3 min read.Updated: 08 Jun 2021, 06:01 AM ISTAbhishek Tripathi
It is important to take legal and tax advice before succession planning
Many people have been compelled to think about estate management (in the event of their death) by the unanticipated losses brought about by covid. Although a Will has been the most popular instrument for succession and estate planning, family trusts too have been used from time to time.
In a Will, a person may specify the manner in which her properties shall be distributed after her death. Family trusts are set up as private trusts under the Indian Trusts Act, 1882, either for specified persons (specific trusts), or a class of persons who are not specifically named (discretionary trusts). Properties are transferred to the trust by the settlor, which are managed by the trustee(s) for the benefit of the beneficiaries.

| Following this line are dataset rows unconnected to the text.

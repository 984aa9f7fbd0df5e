use crate::error::{Error, Result};
use std::ops::Range;

/// A byte buffer that holds a mutable or immutable byte slice.
#[derive(Debug)]
enum Buffer<'a> {
    Immutable(&'a [u8]),
    Mutable(&'a mut [u8]),
}

impl Buffer<'_> {
    fn as_slice(&self) -> &[u8] {
        match self {
            Buffer::Immutable(bytes) => bytes,
            Buffer::Mutable(bytes) => bytes,
        }
    }

    fn as_slice_mut(&mut self) -> Option<&mut [u8]> {
        match self {
            Buffer::Immutable(_) => None,
            Buffer::Mutable(bytes) => Some(bytes),
        }
    }
}

/// A bounds checked window over a shared byte buffer.
///
/// A view never owns the bytes it reads: writes through a mutable view land directly in the
/// backing buffer and are seen by every later reader of the same range.
///
/// Multi-byte values are read and written in network byte order (big-endian). Bit fields are
/// numbered from the most significant bit of the first byte of the view.
///
/// The `offset` of a view is the absolute position of its first byte within the root buffer it
/// was derived from and is carried through to sub-views.
#[derive(Debug)]
pub struct ByteView<'a> {
    buf: Buffer<'a>,
    offset: usize,
}

impl<'a> ByteView<'a> {
    /// A read-only view over `bytes`.
    #[must_use]
    pub fn new(bytes: &'a [u8]) -> Self {
        Self {
            buf: Buffer::Immutable(bytes),
            offset: 0,
        }
    }

    /// A mutable view over `bytes`.
    #[must_use]
    pub fn new_mut(bytes: &'a mut [u8]) -> Self {
        Self {
            buf: Buffer::Mutable(bytes),
            offset: 0,
        }
    }

    /// Set the absolute offset of this view within its root buffer.
    #[must_use]
    pub fn with_offset(self, offset: usize) -> Self {
        Self { offset, ..self }
    }

    #[must_use]
    pub fn offset(&self) -> usize {
        self.offset
    }

    #[must_use]
    pub fn len(&self) -> usize {
        self.as_slice().len()
    }

    #[must_use]
    pub fn is_empty(&self) -> bool {
        self.as_slice().is_empty()
    }

    #[must_use]
    pub fn is_mutable(&self) -> bool {
        matches!(self.buf, Buffer::Mutable(_))
    }

    /// Access the view as an immutable slice of bytes.
    #[must_use]
    pub fn as_slice(&self) -> &[u8] {
        self.buf.as_slice()
    }

    /// Access the view as a mutable slice of bytes.
    pub fn as_slice_mut(&mut self) -> Result<&mut [u8]> {
        self.buf.as_slice_mut().ok_or(Error::ReadOnlyBuffer)
    }

    /// A read-only sub-view of `len` bytes starting at `start`.
    pub fn slice(&self, start: usize, len: usize) -> Result<ByteView<'_>> {
        let range = self.range(start, len)?;
        Ok(ByteView {
            buf: Buffer::Immutable(&self.as_slice()[range]),
            offset: self.offset + start,
        })
    }

    /// A mutable sub-view of `len` bytes starting at `start`.
    pub fn slice_mut(&mut self, start: usize, len: usize) -> Result<ByteView<'_>> {
        let range = self.range(start, len)?;
        let offset = self.offset + start;
        let bytes = self.as_slice_mut()?;
        Ok(ByteView {
            buf: Buffer::Mutable(&mut bytes[range]),
            offset,
        })
    }

    /// Narrow this view to `len` bytes starting at `start`, keeping the backing lifetime.
    pub fn narrow(self, start: usize, len: usize) -> Result<ByteView<'a>> {
        let range = self.range(start, len)?;
        let offset = self.offset + start;
        let buf = match self.buf {
            Buffer::Immutable(bytes) => Buffer::Immutable(&bytes[range]),
            Buffer::Mutable(bytes) => Buffer::Mutable(&mut bytes[range]),
        };
        Ok(ByteView { buf, offset })
    }

    pub fn get_u8(&self, offset: usize) -> Result<u8> {
        let [b] = self.get_array::<1>(offset)?;
        Ok(b)
    }

    pub fn get_u16(&self, offset: usize) -> Result<u16> {
        Ok(u16::from_be_bytes(self.get_array(offset)?))
    }

    pub fn get_u32(&self, offset: usize) -> Result<u32> {
        Ok(u32::from_be_bytes(self.get_array(offset)?))
    }

    /// Get N bytes at a given byte offset.
    pub fn get_array<const N: usize>(&self, offset: usize) -> Result<[u8; N]> {
        let range = self.range(offset, N)?;
        let mut bytes = [0_u8; N];
        bytes.copy_from_slice(&self.as_slice()[range]);
        Ok(bytes)
    }

    pub fn set_u8(&mut self, offset: usize, val: u8) -> Result<()> {
        self.set_array(offset, [val])
    }

    pub fn set_u16(&mut self, offset: usize, val: u16) -> Result<()> {
        self.set_array(offset, val.to_be_bytes())
    }

    pub fn set_u32(&mut self, offset: usize, val: u32) -> Result<()> {
        self.set_array(offset, val.to_be_bytes())
    }

    /// Set N bytes at a given byte offset.
    pub fn set_array<const N: usize>(&mut self, offset: usize, bytes: [u8; N]) -> Result<()> {
        let range = self.range(offset, N)?;
        self.as_slice_mut()?[range].copy_from_slice(&bytes);
        Ok(())
    }

    /// Get a bit field of `bit_width` bits starting `bit_offset` bits into the view.
    pub fn get_bits(&self, bit_offset: usize, bit_width: usize) -> Result<u64> {
        self.check_bits(bit_offset, bit_width)?;
        Ok(self.read_bits(bit_offset, bit_width))
    }

    /// Set a bit field of `bit_width` bits starting `bit_offset` bits into the view.
    ///
    /// Bits of `val` beyond `bit_width` are ignored.
    pub fn set_bits(&mut self, bit_offset: usize, bit_width: usize, val: u64) -> Result<()> {
        self.check_bits(bit_offset, bit_width)?;
        if !self.is_mutable() {
            return Err(Error::ReadOnlyBuffer);
        }
        self.write_bits(bit_offset, bit_width, val);
        Ok(())
    }

    /// Get the value at a given offset.
    ///
    /// Codecs only call this for offsets within the minimum size validated on construction.
    pub(crate) fn read(&self, offset: usize) -> u8 {
        self.as_slice()[offset]
    }

    /// Set the value at a given offset.
    pub(crate) fn write(&mut self, offset: usize) -> &mut u8 {
        &mut self.bytes_mut()[offset]
    }

    /// Get N bytes from the view at a given byte offset.
    pub(crate) fn get_bytes<const N: usize>(&self, offset: usize) -> [u8; N] {
        core::array::from_fn(|i| self.read(offset + i))
    }

    /// Set N bytes in the view at a given offset.
    pub(crate) fn set_bytes<const N: usize>(&mut self, offset: usize, bytes: [u8; N]) {
        self.bytes_mut()[offset..offset + N].copy_from_slice(&bytes);
    }

    /// Copy `bytes` into the view at a given offset.
    pub(crate) fn set_slice(&mut self, offset: usize, bytes: &[u8]) {
        self.bytes_mut()[offset..offset + bytes.len()].copy_from_slice(bytes);
    }

    pub(crate) fn bytes_mut(&mut self) -> &mut [u8] {
        match self.buf.as_slice_mut() {
            Some(bytes) => bytes,
            None => panic!("write operation called on readonly buffer"),
        }
    }

    pub(crate) fn read_bits(&self, bit_offset: usize, bit_width: usize) -> u64 {
        let (first, last, shift) = bit_span(bit_offset, bit_width);
        let acc = fold_be(&self.as_slice()[first..=last]);
        ((acc >> shift) & u128::from(bit_mask(bit_width))) as u64
    }

    pub(crate) fn write_bits(&mut self, bit_offset: usize, bit_width: usize, val: u64) {
        let (first, last, shift) = bit_span(bit_offset, bit_width);
        let bytes = &mut self.bytes_mut()[first..=last];
        let mask = u128::from(bit_mask(bit_width)) << shift;
        let acc = (fold_be(bytes) & !mask) | ((u128::from(val) << shift) & mask);
        for (i, b) in bytes.iter_mut().rev().enumerate() {
            *b = (acc >> (8 * i)) as u8;
        }
    }

    fn range(&self, start: usize, len: usize) -> Result<Range<usize>> {
        match start.checked_add(len) {
            Some(end) if end <= self.len() => Ok(start..end),
            _ => Err(Error::OutOfRange {
                offset: start,
                length: len,
                bound: self.len(),
            }),
        }
    }

    fn check_bits(&self, bit_offset: usize, bit_width: usize) -> Result<()> {
        if bit_width == 0 || bit_width > 64 {
            return Err(Error::InvalidBitWidth(bit_width));
        }
        match bit_offset.checked_add(bit_width) {
            Some(end) if end <= self.len().saturating_mul(8) => Ok(()),
            _ => Err(Error::OutOfRange {
                offset: bit_offset / 8,
                length: bit_width.div_ceil(8),
                bound: self.len(),
            }),
        }
    }
}

/// The first and last byte touched by a bit field and the right shift which aligns it.
const fn bit_span(bit_offset: usize, bit_width: usize) -> (usize, usize, usize) {
    let end = bit_offset + bit_width;
    let first = bit_offset / 8;
    let last = (end - 1) / 8;
    (first, last, (last + 1) * 8 - end)
}

const fn bit_mask(bit_width: usize) -> u64 {
    if bit_width >= 64 {
        u64::MAX
    } else {
        (1 << bit_width) - 1
    }
}

// a bit field spans at most 9 bytes
fn fold_be(bytes: &[u8]) -> u128 {
    bytes
        .iter()
        .fold(0_u128, |acc, b| (acc << 8) | u128::from(*b))
}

In the 1980s, separate tax slabs were provided for family trusts; further, devolution of estate among heirs also attracted estate duty. This made family trusts attractive as instruments for tax structuring. Over the years, tax laws have been amended. Now, discretionary trusts are taxed at the maximum marginal rate, while specific trusts are taxed at the same rates as the beneficiaries. These amendments coupled with the abolition of estate duty have eroded the tax benefits that family trusts offered.
Despite the fact that there are no obvious tax benefits, why have family trusts as instruments of succession planning not disappeared? First, there have been periodic rumours that estate duty may be brought back. This has led to many people considering setting up family trusts to avoid the outflow of estate duty. Second, family trusts have traditionally been seen as a good way to settle the distribution of assets during the lifetime of the person settling such a trust. Trust mechanism also allows the settlor to ensure that the management of the assets remain with the trustees, while the income may be divided among the beneficiaries. This is particularly advantageous if the beneficiaries are of a young age or have lived experience of disability or are otherwise vulnerable.
In many business families, family trusts may also provide continuity to businesses and prevent disruption due to subsequent feuds after the demise of the head of the business/ family. Settling assets through a trust may allow the settlor to ring-fence the assets under trust from potential liabilities or insolvency proceedings. The possibility of insolvency may prompt many persons to take recourse to setting up trusts to provide for their heirs. However, it needs to be borne in mind that insolvency law provides for a clawback of assets transferred by the person in insolvency, if such transfer has taken place in the two years preceding the initiation of insolvency. Further, any assets acquired through fraud would not be allowed to be ring-fenced and may be subject to seizure and attachment.
The transfer of immovable property to a trust entails the payment of significant stamp duty, which increases the cost of setting up such trusts. For the transfer of the assets to a trust to remain tax-free, the beneficiaries must be the specified relatives of the settlor, else the value of the entire asset transferred to the trust shall become income of the trust. The relatives who may be beneficiaries include the spouse, siblings and their spouses, spouse’s siblings and their spouses, lineal ascendants and descendants, such as father, grandfather, children and grandchildren, and their spouses, and the lineal ascendants and descendants of the spouse and their spouses. Moreover, the income of the trust to the extent it is for the benefit of the spouse and minor children may be clubbed with the income of the settlor.
Wills remain more popular than family trusts. The reason lies in the potential stamp duty implications when assets are to be settled in a family trust as well as tax provisions on clubbing of income. Devolution of assets among legal heirs through a Will does not result in tax implication on the legal heirs. Since the Will comes into effect only upon death, the person retains control over the assets and may also be able to alter the manner and the extent of devolution during his/her lifetime.
The making of a Will requires the maker, also called the testator, to be of sound mind, and it needs to be attested. A Will can also be registered to minimize legal challenges to the execution, although an unregistered Will is also enforceable. The relative ease and lack of formalism required for making a Will make it a preferred mode of succession planning as setting up a trust would entail engaging a lawyer to settle and register the trust.